En quatre mois, plusieurs affrontements ont eu lieu entre les manifestants et les policiers du Morton County, mais rien qui ait eu l'ampleur de dimanche. 

« On est en choc post-traumatique », dit Waniya Locke, l'une des instigatrices du mouvement, jointe cette semaine par La Presse.

La tension a monté dimanche après-midi après qu'une centaine de manifestants eurent tenté de retirer deux camions incendiés de la route. Les véhicules avaient été mis en place par les forces de l'ordre pour bloquer l'accès des protestataires à la route qui mène à Bismarck, le chef-lieu. Les policiers ont répondu avec des gaz lacrymogènes, du gaz poivré et des canons à eau.

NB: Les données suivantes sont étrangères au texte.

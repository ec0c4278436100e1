//! The computer-control backend seam.

use crate::action::ActionRequest;
use crate::error::BackendError;
use async_trait::async_trait;
use serde::{Deserialize, Serialize};

/// What a backend hands back after performing an action.
#[derive(Debug, Clone, Default, PartialEq, Serialize, Deserialize)]
pub struct BackendOutput {
    #[serde(default)]
    pub output: Option<String>,
    #[serde(default)]
    pub base64_image: Option<String>,
}

impl BackendOutput {
    pub fn text(output: impl Into<String>) -> Self {
        Self {
            output: Some(output.into()),
            base64_image: None,
        }
    }

    pub fn with_image(mut self, base64_image: impl Into<String>) -> Self {
        self.base64_image = Some(base64_image.into());
        self
    }
}

/// Something that can perform mouse, keyboard and screen actions.
///
/// One instance is constructed at startup and shared by every dispatcher
/// entry point, so implementations must tolerate concurrent calls.
#[async_trait]
pub trait ComputerBackend: Send + Sync {
    /// Perform exactly one action.
    async fn execute(&self, request: ActionRequest) -> Result<BackendOutput, BackendError>;
}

En entrevue avec les médias, les autorités ont déclaré que leurs agents s'étaient sentis menacés par les manifestants et qu'ils avaient utilisé des jets d'eau pour éteindre des feux allumés par les manifestants ainsi que pour contrôler la foule. La Garde nationale, déployée sur les lieux pour maintenir la paix, n'a pas donné suite aux appels de La Presse. Une vidéo mise en ligne par le journal britannique The Guardian montre des manifestants se faisant asperger, et ce, même s'ils sont séparés des forces de l'ordre par une clôture de barbelés.

De leur côté, les protestataires disent qu'ils n'étaient pas armés et n'ont pas allumé de feu et ils rapportent que des balles de plastique et des bombes sonores ont été utilisées contre eux. Selon les services de santé qui veillaient à leur bien-être, plus de 300 personnes ont souffert d'hypothermie et 26 ont dû être hospitalisées. Une femme de 21 ans, Sophia Wilinsky, hospitalisée depuis dimanche, est menacée de perdre un bras. « Ce sont les pires blessures que nous ayons vues depuis le début du mouvement de protestation. Maintenant, nous essayons d'unir le camp à nouveau après ces évènements. Nous devons prendre en charge beaucoup de traumatismes », dit Waniya Locke.

Célébrités et solidarité autochtone

Jeudi, l'actrice Jane Fonda s'est jointe aux quelque 10 000 manifestants, installés dans deux camps, pour le repas de l'Action de grâce. Mme Fonda n'est pas la première vedette à visiter la communauté autochtone. Le chanteur Neil Young a choisi de fêter son anniversaire à Standing Rock, ce mois-ci, et les acteurs Leonardo DiCaprio et Susan Sarandon ont fait plusieurs apparitions au cours des derniers mois.

De plus, des autochtones des quatre coins du monde ont aussi afflué au cours des derniers mois vers la réserve du Dakota en signe de solidarité avec la communauté autochtone de quelque 10 000 habitants. De nombreux militants non autochtones, dans une large proportion des environnementalistes, font aussi partie du mouvement de résistance.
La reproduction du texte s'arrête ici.